More than just hand signals
It can take seven or eight years before someone is fluent in ASL – a commitment that partially explains why there are so few interpreters. The language is complex and very visual. The full meaning of the signs is found in the body language and facial expressions. Ballard says 90 to 95 percent of the language usage in ASL takes place in the upper portion of the body, or what’s called the signing box.
“When you’re looking from the waist up, you’re using that body language more to define temporal and spatial aspects. You utilize that to identify future versus past events, to identify where things are located in relation to each other, to identify multiplicity, plurality,” Ballard said.
Webb offered this example on facial grammatical markers: “If I say, ‘What’s going on?’ and my eyebrows are up, that indicates that it’s a rhetorical question. If my eyebrows are down, that’s letting you know it’s a direct question and I’m requesting an answer.”
There’s a point every semester as the class starts exploring these nuances, when students realize there’s more to ASL than simply memorizing a series of signs. That misconception is one reason a lot of students take the class, thinking it will be easier than learning a new spoken language, Webb said. But even when they learn that’s not the case, they stick with it.
“The vast majority of students, even if they come just for the language requirement, become converts. There’s this awakening that they experience in relation to ASL,” Webb said. “Even if they struggle, they struggle through it, and they’re able to look back and recognize it as a valuable experience.”
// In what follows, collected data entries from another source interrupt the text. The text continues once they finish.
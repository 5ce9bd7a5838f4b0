use std::collections::VecDeque;

use chrono::{DateTime, Utc};
use rand::seq::SliceRandom;
use rand::Rng;
use tracing::{debug, info};

use crate::clock::{Clock, SystemClock};
use crate::error::{MajorError, Result};
use crate::major_number::MajorNumber;
use crate::performance::NumberPerformance;
use crate::sequence::generate_sequence;
use crate::statistics::SessionStatistics;

#[derive(Debug, Clone, Copy, PartialEq, Eq, strum_macros::Display)]
pub enum SessionState {
    NotStarted,
    InProgress,
    Completed,
}

/// One pass over a range of numbers in shuffled order.
///
/// `NotStarted -> InProgress -> Completed`, no way back. Every advance records
/// how long the current number was on screen.
#[derive(Debug)]
pub struct GameSession<C: Clock = SystemClock> {
    range_start: String,
    range_end: String,
    state: SessionState,
    clock: C,
    total_numbers: usize,
    remaining: VecDeque<MajorNumber>,
    current: Option<(MajorNumber, DateTime<Utc>)>,
    performances: Vec<NumberPerformance>,
    session_start_time: Option<DateTime<Utc>>,
}

impl GameSession<SystemClock> {
    pub fn new(range_start: &str, range_end: &str) -> Result<Self> {
        Self::with_rng(range_start, range_end, SystemClock, &mut rand::thread_rng())
    }
}

impl<C: Clock> GameSession<C> {
    /// Build a session with an injected clock and shuffle source
    pub fn with_rng<R: Rng + ?Sized>(
        range_start: &str,
        range_end: &str,
        clock: C,
        rng: &mut R,
    ) -> Result<Self> {
        let mut numbers = generate_sequence(range_start, range_end)?.to_vec();
        numbers.shuffle(rng);
        Self::with_sequence(range_start, range_end, clock, numbers)
    }

    /// Build a session that presents `numbers` exactly in the given order
    pub fn with_sequence(
        range_start: &str,
        range_end: &str,
        clock: C,
        numbers: Vec<MajorNumber>,
    ) -> Result<Self> {
        if numbers.is_empty() {
            return Err(MajorError::InvalidArgument(
                "a session needs at least one number".to_string(),
            ));
        }

        debug!(
            range_start,
            range_end,
            total = numbers.len(),
            "created training session"
        );

        Ok(Self {
            range_start: range_start.to_string(),
            range_end: range_end.to_string(),
            state: SessionState::NotStarted,
            clock,
            total_numbers: numbers.len(),
            remaining: numbers.into(),
            current: None,
            performances: Vec::new(),
            session_start_time: None,
        })
    }

    pub fn start(&mut self) -> Result<()> {
        if self.state != SessionState::NotStarted {
            return Err(MajorError::InvalidState(
                "session has already been started".to_string(),
            ));
        }

        self.session_start_time = Some(self.clock.now());
        self.state = SessionState::InProgress;
        self.present_next();
        debug!(total = self.total_numbers, "session started");
        Ok(())
    }

    pub fn advance_to_next(&mut self) -> Result<()> {
        if self.state != SessionState::InProgress {
            return Err(MajorError::InvalidState(
                "session is not in progress".to_string(),
            ));
        }

        let (number, presented_at) = self.current.ok_or_else(|| {
            MajorError::InvalidState("no current number to advance from".to_string())
        })?;

        let performance = NumberPerformance::new(number, presented_at, self.clock.now())?;
        debug!(
            number = %number,
            response_ms = performance.response_ms(),
            "recorded recall"
        );
        self.performances.push(performance);

        if self.remaining.is_empty() {
            self.complete();
        } else {
            self.present_next();
        }
        Ok(())
    }

    pub fn statistics(&self) -> Result<SessionStatistics> {
        if self.state != SessionState::Completed {
            return Err(MajorError::InvalidState(
                "session must be completed to get statistics".to_string(),
            ));
        }

        let (start, end) = match (self.session_start_time, self.performances.last()) {
            (Some(start), Some(last)) => (start, last.responded_at()),
            _ => {
                return Err(MajorError::InvalidState(
                    "completed session has no recorded performances".to_string(),
                ))
            }
        };
        SessionStatistics::new(&self.performances, start, end)
    }

    fn present_next(&mut self) {
        if let Some(number) = self.remaining.pop_front() {
            self.current = Some((number, self.clock.now()));
        }
    }

    fn complete(&mut self) {
        self.current = None;
        self.state = SessionState::Completed;
        info!(
            range_start = %self.range_start,
            range_end = %self.range_end,
            completed = self.performances.len(),
            "session completed"
        );
    }

    pub fn range_start(&self) -> &str {
        &self.range_start
    }

    pub fn range_end(&self) -> &str {
        &self.range_end
    }

    pub fn state(&self) -> SessionState {
        self.state
    }

    pub fn current_number(&self) -> Option<MajorNumber> {
        self.current.map(|(n, _)| n)
    }

    /// When the current number went on screen
    pub fn current_presented_at(&self) -> Option<DateTime<Utc>> {
        self.current.map(|(_, t)| t)
    }

    pub fn total_numbers(&self) -> usize {
        self.total_numbers
    }

    pub fn completed_numbers(&self) -> usize {
        self.performances.len()
    }

    pub fn remaining_numbers(&self) -> usize {
        self.remaining.len() + usize::from(self.current.is_some())
    }

    pub fn performances(&self) -> &[NumberPerformance] {
        &self.performances
    }

    pub fn session_start_time(&self) -> Option<DateTime<Utc>> {
        self.session_start_time
    }

    /// Fraction of numbers already recalled, 0.0..=1.0
    pub fn progress(&self) -> f64 {
        if self.total_numbers == 0 {
            return 0.0;
        }
        self.completed_numbers() as f64 / self.total_numbers as f64
    }

    pub fn clock(&self) -> &C {
        &self.clock
    }
}
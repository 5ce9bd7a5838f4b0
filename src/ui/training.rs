use ratatui::{
    layout::{Alignment, Constraint, Direction, Layout},
    style::{Color, Style},
    text::{Line, Span},
    widgets::{Gauge, Paragraph},
    Frame,
};

use itertools::Itertools;
use mnemo::{clock::Clock, sequence::format_number, util::format_secs};

use super::{
    bold_style, dim_style, italic_style, response_color, HORIZONTAL_MARGIN, VERTICAL_MARGIN,
};
use crate::App;

/// Spread a number's digits apart so it reads at a glance
pub fn spaced(display: &str) -> String {
    display.chars().join(" ")
}

pub fn render_training(app: &mut App, f: &mut Frame) {
    let Some(session) = app.session.as_ref() else {
        return;
    };

    let chunks = Layout::default()
        .direction(Direction::Vertical)
        .horizontal_margin(HORIZONTAL_MARGIN)
        .vertical_margin(VERTICAL_MARGIN)
        .constraints([
            Constraint::Length(1), // range
            Constraint::Min(1),    // spacer
            Constraint::Length(1), // number
            Constraint::Length(1), // live timer
            Constraint::Min(1),    // spacer
            Constraint::Length(1), // progress
            Constraint::Length(1), // padding
            Constraint::Length(1), // legend
        ])
        .split(f.area());

    let header = Paragraph::new(Span::styled(
        format!(
            "Range {} - {}   {} / {}",
            session.range_start(),
            session.range_end(),
            session.completed_numbers() + 1,
            session.total_numbers()
        ),
        dim_style(),
    ))
    .alignment(Alignment::Center);
    f.render_widget(header, chunks[0]);

    if let (Some(number), Some(presented_at)) =
        (session.current_number(), session.current_presented_at())
    {
        let number = Paragraph::new(Span::styled(
            spaced(&format_number(number, app.format())),
            bold_style().fg(Color::Cyan),
        ))
        .alignment(Alignment::Center);
        f.render_widget(number, chunks[2]);

        let elapsed = (app.clock.now() - presented_at).to_std().unwrap_or_default();
        let ms = mnemo::util::as_millis_f64(elapsed);
        let timer = Paragraph::new(Line::from(Span::styled(
            format_secs(elapsed),
            Style::default().fg(response_color(ms)),
        )))
        .alignment(Alignment::Center);
        f.render_widget(timer, chunks[3]);
    }

    let progress = Gauge::default()
        .gauge_style(Style::default().fg(Color::Magenta))
        .ratio(session.progress().clamp(0.0, 1.0))
        .label(format!("{} remaining", session.remaining_numbers()));
    f.render_widget(progress, chunks[5]);

    let legend = Paragraph::new(Span::styled(
        "(enter/space) next / (esc)ape",
        italic_style(),
    ))
    .alignment(Alignment::Center);
    f.render_widget(legend, chunks[7]);
}

#[cfg(test)]
mod tests {
    use super::*;
    use mnemo::{config::Config, sequence::NumberFormat};
    use ratatui::{backend::TestBackend, Terminal};

    fn training_screen(format: NumberFormat) -> String {
        let config = Config {
            number_format: format,
            ..Default::default()
        };
        let mut app = App::new(config, None, None);
        app.start_training("7", "7").unwrap();

        let mut terminal = Terminal::new(TestBackend::new(60, 16)).unwrap();
        terminal.draw(|f| render_training(&mut app, f)).unwrap();
        terminal
            .backend()
            .buffer()
            .content()
            .iter()
            .map(|c| c.symbol())
            .collect()
    }

    #[test]
    fn test_number_follows_display_format() {
        assert!(training_screen(NumberFormat::Padded).contains("0 7"));
        assert!(!training_screen(NumberFormat::Natural).contains("0 7"));
    }

    #[test]
    fn test_spaced() {
        assert_eq!(spaced("07"), "0 7");
        assert_eq!(spaced("7"), "7");
    }
}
Aside from promoting the ASL program, Ballard wants to encourage more deaf students, particularly at the graduate level, to continue their education at Iowa State. Not only would it help dispel some of the misconceptions and create more awareness, it would be a great benefit to the Deaf community.
“Parents with deaf children would have mentors and role models to look up to,” Ballard said. “They can see that their children can grow up to be successful. Deaf people can do things and it’s alright to be deaf, it’s more than OK, it’s awesome.”